The issue of children and the age you have them is one area where people might claim that life no longer begins at 40 and try to push that figure closer to 50. Baby Boomers tended to have had their children in their 20s meaning that they got their lives and homes back in their 40s as their children left home for work or college. Members of Generations X and Y (particularly professionals where both partners work) are more likely to delay children until they are more settled in their careers. The average age of new first time mothers is now in the late 20s with more and more women waiting until their 30s to have their first child. While this does mean that children will still be at home when their parents turn 40 at least those parents can look forward to deliverance from the dreaded diaper.
Small children may be lovely but they are hard work, parents can expect sleepless nights, explosions of bodily wastes, messy homes, fussy eating and lots of other stressful situations. By the time most parents have hit their 40s they can look forward to a little bit of a respite as their children become self-sufficient teens. Of course there might still be some sleepless nights but for a whole host of other reasons and at least they can, in theory, wash their own clothes and get their own food! Parents can look forward to really getting to know their children as they grow up, discuss their life’s ambitions, share hobbies and favorite activities. Simply put, older children are a lot more fun.
7. But You Can Have More If You Want Them
What better way to celebrate life beginning at 40 than with a brand new baby? In our parents’ generation women who fell pregnant in their 40’s (even second or later pregnancies) were considered ‘elderly’. These days many women choose to delay formalizing their relationships or trying for a baby until they are established in their careers.

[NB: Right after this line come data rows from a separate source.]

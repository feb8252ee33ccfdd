//! Repository layer.
//!
//! Each repository is a zero-sized struct providing async query functions.
//! Single-statement functions are generic over [`sqlx::PgExecutor`] so they
//! run against the pool or inside a caller's transaction; functions issuing
//! several statements take `&mut PgConnection`.

pub mod component_repo;
pub mod parameter_repo;
pub mod template_repo;
pub mod template_usage_repo;
pub mod version_log_repo;

pub use component_repo::ComponentRepo;
pub use parameter_repo::ParameterRepo;
pub use template_repo::TemplateRepo;
pub use template_usage_repo::TemplateUsageRepo;
pub use version_log_repo::VersionLogRepo;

While women are told that fertility declines after age 35 (that famous biological clock) it is not impossible to get pregnant naturally in your 40s and, for those that struggle, IVF and other fertility treatments are more successful and accessible (if you have the money) than ever before. Being an elderly primigravida (older first pregnancy) used to be considered something akin to a taboo. Older parents were put on a dreadful guilt trip; the pregnancy would not be healthy, the parents would be too tired to care for their children properly and would die while their children were still young.

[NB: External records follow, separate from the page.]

//! PostgreSQL store over the `promptline-db` repositories.
//!
//! Multi-row writes run in one transaction that first locks the family's
//! rows with `SELECT ... FOR UPDATE`, so concurrent writers on the same name
//! serialize. The partial unique index on active rows is the backstop for
//! families that have no rows to lock yet.

use std::collections::{BTreeMap, HashMap};

use async_trait::async_trait;
use promptline_core::error::CoreError;
use promptline_core::parameter::ParameterDef;
use promptline_core::types::DbId;
use promptline_core::version_log::{
    activated_metadata, deactivated_metadata, VersionAction, VersionRef,
};
use promptline_db::models::component::{Component, CreateComponent};
use promptline_db::models::parameter::TemplateParameter;
use promptline_db::models::template::{CreateTemplateVersion, Template};
use promptline_db::models::version_log::{CreateVersionLogEntry, VersionLogEntry};
use promptline_db::repositories::{
    ComponentRepo, ParameterRepo, TemplateRepo, TemplateUsageRepo, VersionLogRepo,
};
use promptline_db::DbPool;

use super::{check_component_cycle, check_sequence, prepare_component, ComponentStore, TemplateStore};
use crate::error::{classify_sqlx_error, unique_violation, EngineError, EngineResult};

const TEMPLATE_VERSION_CONSTRAINT: &str = "uq_templates_name_version";

#[derive(Debug, Clone)]
pub struct PgStore {
    pool: DbPool,
}

impl PgStore {
    pub fn new(pool: DbPool) -> Self {
        Self { pool }
    }

    pub fn pool(&self) -> &DbPool {
        &self.pool
    }

    async fn with_parameters(&self, template: Template) -> EngineResult<Template> {
        let rows = ParameterRepo::list_for_template(&self.pool, template.id).await?;
        Ok(template.with_parameters(to_defs(&rows)?))
    }
}

fn to_defs(rows: &[TemplateParameter]) -> Result<Vec<ParameterDef>, CoreError> {
    rows.iter().map(TemplateParameter::to_def).collect()
}

/// Map a failed version insert onto the sequence errors the contract names.
fn map_insert_error(err: sqlx::Error, new: &CreateTemplateVersion) -> EngineError {
    if unique_violation(&err) == Some(TEMPLATE_VERSION_CONSTRAINT) {
        let core = if new.version == 1 {
            CoreError::DuplicateName(new.name.clone())
        } else {
            CoreError::InvalidVersionSequence {
                name: new.name.clone(),
                expected: new.version,
                actual: new.version + 1,
            }
        };
        return core.into();
    }
    classify_sqlx_error(err, "Template", &new.name)
}

#[async_trait]
impl TemplateStore for PgStore {
    async fn get_template(&self, id: DbId) -> EngineResult<Template> {
        let template = TemplateRepo::find_by_id(&self.pool, id)
            .await?
            .ok_or_else(|| CoreError::not_found("Template", id))?;
        self.with_parameters(template).await
    }

    async fn get_version(&self, name: &str, version: i32) -> EngineResult<Template> {
        let template = TemplateRepo::find_by_name_and_version(&self.pool, name, version)
            .await?
            .ok_or_else(|| CoreError::not_found("Template", format!("{name}@{version}")))?;
        self.with_parameters(template).await
    }

    async fn get_active(&self, name: &str) -> EngineResult<Template> {
        let template = TemplateRepo::find_active(&self.pool, name)
            .await?
            .ok_or_else(|| CoreError::not_found("Active template", name))?;
        self.with_parameters(template).await
    }

    async fn list_versions(&self, name: &str) -> EngineResult<Vec<Template>> {
        let versions = TemplateRepo::list_by_name(&self.pool, name).await?;
        if versions.is_empty() {
            return Ok(versions);
        }

        let ids: Vec<DbId> = versions.iter().map(|t| t.id).collect();
        let mut grouped: HashMap<DbId, Vec<TemplateParameter>> = HashMap::new();
        for row in ParameterRepo::list_for_templates(&self.pool, &ids).await? {
            grouped.entry(row.template_id).or_default().push(row);
        }

        versions
            .into_iter()
            .map(|t| -> EngineResult<Template> {
                let rows = grouped.remove(&t.id).unwrap_or_default();
                Ok(t.with_parameters(to_defs(&rows)?))
            })
            .collect()
    }

    async fn max_version(&self, name: &str) -> EngineResult<i32> {
        Ok(TemplateRepo::max_version(&self.pool, name).await?)
    }

    async fn list_parameters(&self, template_id: DbId) -> EngineResult<Vec<ParameterDef>> {
        if TemplateRepo::find_by_id(&self.pool, template_id).await?.is_none() {
            return Err(CoreError::not_found("Template", template_id).into());
        }
        let rows = ParameterRepo::list_for_template(&self.pool, template_id).await?;
        Ok(to_defs(&rows)?)
    }

    async fn list_log(&self, name: &str) -> EngineResult<Vec<VersionLogEntry>> {
        Ok(VersionLogRepo::list_for_name(&self.pool, name).await?)
    }

    async fn insert_version(
        &self,
        new: &CreateTemplateVersion,
        log_entry: &CreateVersionLogEntry,
    ) -> EngineResult<Template> {
        let mut tx = self.pool.begin().await?;

        let family = TemplateRepo::lock_family(&mut *tx, &new.name).await?;
        let current_max = family.iter().map(|t| t.version).max().unwrap_or(0);
        check_sequence(&new.name, current_max, new.version)?;
        if new.is_active {
            if let Some(active) = family.iter().find(|t| t.is_active) {
                return Err(CoreError::ConcurrencyConflict(format!(
                    "Template '{}' already has active version {}",
                    new.name, active.version
                ))
                .into());
            }
        }

        let row = TemplateRepo::insert(&mut *tx, new)
            .await
            .map_err(|e| map_insert_error(e, new))?;
        ParameterRepo::insert_all(&mut *tx, row.id, &new.fields.parameters).await?;
        VersionLogRepo::insert(&mut *tx, log_entry).await?;

        tx.commit()
            .await
            .map_err(|e| map_insert_error(e, new))?;

        tracing::debug!(
            template_id = row.id,
            name = %row.name,
            version = row.version,
            "Inserted template version"
        );
        Ok(row.with_parameters(new.fields.parameters.clone()))
    }

    async fn swap_active(
        &self,
        target_id: DbId,
        author: &str,
        notes: Option<&str>,
    ) -> EngineResult<Template> {
        let mut tx = self.pool.begin().await?;

        let name = TemplateRepo::find_by_id(&mut *tx, target_id)
            .await?
            .ok_or_else(|| CoreError::not_found("Template", target_id))?
            .name;
        let family = TemplateRepo::lock_family(&mut *tx, &name).await?;
        // Re-read under the lock: the family may have been deleted meanwhile.
        let target = family
            .iter()
            .find(|t| t.id == target_id)
            .cloned()
            .ok_or_else(|| CoreError::not_found("Template", target_id))?;
        if target.is_active {
            tx.commit().await?;
            return self.with_parameters(target).await;
        }

        let previous = family
            .iter()
            .find(|t| t.is_active && t.id != target_id)
            .map(|t| VersionRef {
                id: t.id,
                version: t.version,
            });
        let target_ref = VersionRef {
            id: target.id,
            version: target.version,
        };
        let notes = notes.map(str::to_string);

        if let Some(old) = previous {
            TemplateRepo::set_active(&mut *tx, old.id, false).await?;
            let entry = CreateVersionLogEntry::new(&name, old.version, VersionAction::Deactivated, author)
                .with_notes(notes.clone())
                .with_metadata(deactivated_metadata(target_ref));
            VersionLogRepo::insert(&mut *tx, &entry).await?;
        }

        let activated = TemplateRepo::set_active(&mut *tx, target_id, true)
            .await
            .map_err(|e| classify_sqlx_error(e, "Template", &name))?
            .ok_or_else(|| CoreError::not_found("Template", target_id))?;
        let entry = CreateVersionLogEntry::new(&name, target.version, VersionAction::Activated, author)
            .with_notes(notes)
            .with_metadata(activated_metadata(previous));
        VersionLogRepo::insert(&mut *tx, &entry).await?;

        tx.commit()
            .await
            .map_err(|e| classify_sqlx_error(e, "Template", &name))?;

        self.with_parameters(activated).await
    }

    async fn delete_family(&self, name: &str) -> EngineResult<u64> {
        let mut tx = self.pool.begin().await?;

        let family = TemplateRepo::lock_family(&mut *tx, name).await?;
        if family.is_empty() {
            return Err(CoreError::not_found("Template", name).into());
        }
        VersionLogRepo::delete_for_name(&mut *tx, name).await?;
        // Parameters and usage rows cascade from the version rows.
        let deleted = TemplateRepo::delete_by_name(&mut *tx, name).await?;

        tx.commit().await?;
        Ok(deleted)
    }

    async fn record_template_usage(
        &self,
        template_id: DbId,
        unresolved_count: i32,
    ) -> EngineResult<()> {
        if TemplateRepo::find_by_id(&self.pool, template_id).await?.is_none() {
            return Err(CoreError::not_found("Template", template_id).into());
        }
        TemplateUsageRepo::record(&self.pool, template_id, unresolved_count).await?;
        Ok(())
    }
}

#[async_trait]
impl ComponentStore for PgStore {
    async fn get_active_component(&self, name: &str) -> EngineResult<Component> {
        ComponentRepo::find_active(&self.pool, name)
            .await?
            .ok_or_else(|| CoreError::not_found("Component", name).into())
    }

    async fn get_component_version(&self, name: &str, version: i32) -> EngineResult<Component> {
        ComponentRepo::find_by_name_and_version(&self.pool, name, version)
            .await?
            .ok_or_else(|| CoreError::not_found("Component", format!("{name}@{version}")).into())
    }

    async fn list_active_components(&self) -> EngineResult<Vec<Component>> {
        Ok(ComponentRepo::list_active(&self.pool).await?)
    }

    async fn put_component(&self, new: &CreateComponent) -> EngineResult<Component> {
        let new = prepare_component(new)?;
        let mut tx = self.pool.begin().await?;

        let family = ComponentRepo::lock_family(&mut *tx, &new.name).await?;
        let active: BTreeMap<String, String> = ComponentRepo::list_active(&mut *tx)
            .await?
            .into_iter()
            .map(|c| (c.name, c.content))
            .collect();
        check_component_cycle(&new.name, &new.content, &active)?;

        let version = family.iter().map(|c| c.version).max().unwrap_or(0) + 1;
        if let Some(previous) = family.iter().find(|c| c.is_active) {
            ComponentRepo::deactivate(&mut *tx, previous.id).await?;
        }
        let component = ComponentRepo::insert(&mut *tx, &new, version)
            .await
            .map_err(|e| classify_sqlx_error(e, "Component", &new.name))?;

        tx.commit()
            .await
            .map_err(|e| classify_sqlx_error(e, "Component", &new.name))?;
        Ok(component)
    }

    async fn deactivate_component(&self, name: &str) -> EngineResult<Component> {
        let mut tx = self.pool.begin().await?;

        let family = ComponentRepo::lock_family(&mut *tx, name).await?;
        let active = family
            .into_iter()
            .find(|c| c.is_active)
            .ok_or_else(|| CoreError::not_found("Component", name))?;
        if active.usage_count > 0 {
            return Err(CoreError::Conflict(format!(
                "Component '{name}' has been used {} times and cannot be deleted",
                active.usage_count
            ))
            .into());
        }
        ComponentRepo::deactivate(&mut *tx, active.id).await?;
        let component = ComponentRepo::find_by_id(&mut *tx, active.id)
            .await?
            .ok_or_else(|| CoreError::not_found("Component", name))?;

        tx.commit().await?;
        Ok(component)
    }

    async fn increment_component_usage(&self, id: DbId) -> EngineResult<()> {
        if !ComponentRepo::increment_usage(&self.pool, id).await? {
            return Err(CoreError::not_found("Component", id).into());
        }
        Ok(())
    }
}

It is fair to say that there are risks to pregnancy in your 40s, women are more likely to miscarry, there is a greater likelihood of chromosomal abnormalities and birth weight is likely to be lower. Nevertheless as more and more women choose to delay pregnancy OB/GYNs are becoming more adept at supporting parents in their 40s through successful conception and pregnancies. Parents who delay pregnancy to their 40s are often said to be more established, have more time for the baby and to be more financially secure than younger parents.

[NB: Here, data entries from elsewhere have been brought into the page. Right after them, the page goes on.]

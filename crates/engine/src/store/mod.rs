//! The Template/Component store contract and its implementations.
//!
//! Every method returns `NotFound` when the addressed entity is absent,
//! except `list_versions`, which returns an empty list for an unknown name.
//! Writes are atomic: either every row of the operation is visible
//! afterwards or none is.

mod cached;
mod memory;
mod pg;

use std::collections::BTreeMap;

use async_trait::async_trait;
use promptline_core::error::CoreError;
use promptline_core::parameter::ParameterDef;
use promptline_core::render::TemplateRenderer;
use promptline_core::template::{self, DEFAULT_CATEGORY};
use promptline_core::types::DbId;
use promptline_db::models::component::{Component, CreateComponent};
use promptline_db::models::template::{CreateTemplateVersion, Template};
use promptline_db::models::version_log::{CreateVersionLogEntry, VersionLogEntry};

use crate::error::EngineResult;

pub use cached::CachedStore;
pub use memory::{FamilyCounts, MemoryStore};
pub use pg::PgStore;

#[async_trait]
pub trait TemplateStore: Send + Sync {
    /// A version by id, parameters included.
    async fn get_template(&self, id: DbId) -> EngineResult<Template>;

    async fn get_version(&self, name: &str, version: i32) -> EngineResult<Template>;

    /// The active version of a name.
    async fn get_active(&self, name: &str) -> EngineResult<Template>;

    /// Every version of a name, oldest first.
    async fn list_versions(&self, name: &str) -> EngineResult<Vec<Template>>;

    /// Highest version number of a name, `0` for an unknown name.
    async fn max_version(&self, name: &str) -> EngineResult<i32>;

    async fn list_parameters(&self, template_id: DbId) -> EngineResult<Vec<ParameterDef>>;

    /// Log entries of a name, newest first.
    async fn list_log(&self, name: &str) -> EngineResult<Vec<VersionLogEntry>>;

    /// Insert `new` with its parameters and `log_entry` in one write.
    ///
    /// `new.version` is the expected next version: the write re-checks that
    /// it equals the current maximum plus one and fails with
    /// `InvalidVersionSequence` otherwise (`DuplicateName` when version 1 was
    /// expected but the family exists).
    async fn insert_version(
        &self,
        new: &CreateTemplateVersion,
        log_entry: &CreateVersionLogEntry,
    ) -> EngineResult<Template>;

    /// Make `target_id` the single active version of its family.
    ///
    /// Deactivates the current active version, activates the target, and
    /// writes both log entries in one write. Returns the target unchanged if
    /// it is already active. A lost race surfaces as `ConcurrencyConflict`.
    async fn swap_active(
        &self,
        target_id: DbId,
        author: &str,
        notes: Option<&str>,
    ) -> EngineResult<Template>;

    /// Remove every version, parameter, usage record, and log entry of a name.
    /// Returns the number of versions removed.
    async fn delete_family(&self, name: &str) -> EngineResult<u64>;

    async fn record_template_usage(&self, template_id: DbId, unresolved_count: i32)
        -> EngineResult<()>;
}

#[async_trait]
pub trait ComponentStore: Send + Sync {
    async fn get_active_component(&self, name: &str) -> EngineResult<Component>;

    async fn get_component_version(&self, name: &str, version: i32) -> EngineResult<Component>;

    async fn list_active_components(&self) -> EngineResult<Vec<Component>>;

    /// Write the next version of a component and make it the active one.
    /// Fails with `ComponentCycle` if the content would close an include loop.
    async fn put_component(&self, new: &CreateComponent) -> EngineResult<Component>;

    /// Soft-delete the active entry of a name. Refused with `Conflict` while
    /// its usage count is non-zero.
    async fn deactivate_component(&self, name: &str) -> EngineResult<Component>;

    async fn increment_component_usage(&self, id: DbId) -> EngineResult<()>;
}

/// Both halves of the store contract.
pub trait Store: TemplateStore + ComponentStore {}

impl<T: TemplateStore + ComponentStore + ?Sized> Store for T {}

// ---------------------------------------------------------------------------
// Shared write checks
// ---------------------------------------------------------------------------

/// Compare the expected next version against the family's current maximum.
pub(crate) fn check_sequence(name: &str, current_max: i32, expected: i32) -> Result<(), CoreError> {
    if current_max + 1 == expected {
        return Ok(());
    }
    if expected == 1 {
        return Err(CoreError::DuplicateName(name.to_string()));
    }
    Err(CoreError::InvalidVersionSequence {
        name: name.to_string(),
        expected,
        actual: current_max + 1,
    })
}

/// Validate and normalize a component write.
pub(crate) fn prepare_component(new: &CreateComponent) -> Result<CreateComponent, CoreError> {
    template::validate_name(&new.name)?;
    template::validate_content(&new.content)?;
    let category = if new.category.trim().is_empty() {
        DEFAULT_CATEGORY.to_string()
    } else {
        new.category.trim().to_string()
    };
    template::validate_category(&category)?;
    template::validate_tags(&new.tags)?;

    Ok(CreateComponent {
        name: new.name.clone(),
        content: new.content.clone(),
        category,
        tags: template::normalize_tags(&new.tags),
    })
}

/// Reject `content` for component `name` if it would close an include cycle
/// among the active components.
pub(crate) fn check_component_cycle(
    name: &str,
    content: &str,
    active: &BTreeMap<String, String>,
) -> Result<(), CoreError> {
    // Depth is irrelevant for cycle detection; any finite chain terminates.
    let renderer = TemplateRenderer::new(active.len() + 2);
    match renderer.find_include_cycle(name, content, active) {
        Some(path) => Err(CoreError::ComponentCycle { path }),
        None => Ok(()),
    }
}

6. Your Sex Life Starts To Get Really Steamy
It is a popular myth that young people are the ones having all the best sex. The truth is that, while they may be limber, those in their 20s and 30s have not quite worked out what turns them on. They are also more likely to suffer from body confidence issues and not yet have found their long term partner. As a result they are far more likely to fake it and pretend to be satisfied with their partners than those who have reached their 40s.
There is truth in the saying that practice makes perfect as by the time people turn 40 they are confident in their bodies, have learned what works for them and are confident enough to ask for it in bed. In a survey of the sexual habits of over 2000 40+ women, over 80% said that they were more adventurous between the sheets in their 40s than they were when they were younger. While more than a quarter of married women over the age of 40 admitted to having an affair a staggering 58% said the best sex they had was with their husbands, proving that long term commitment often pays off.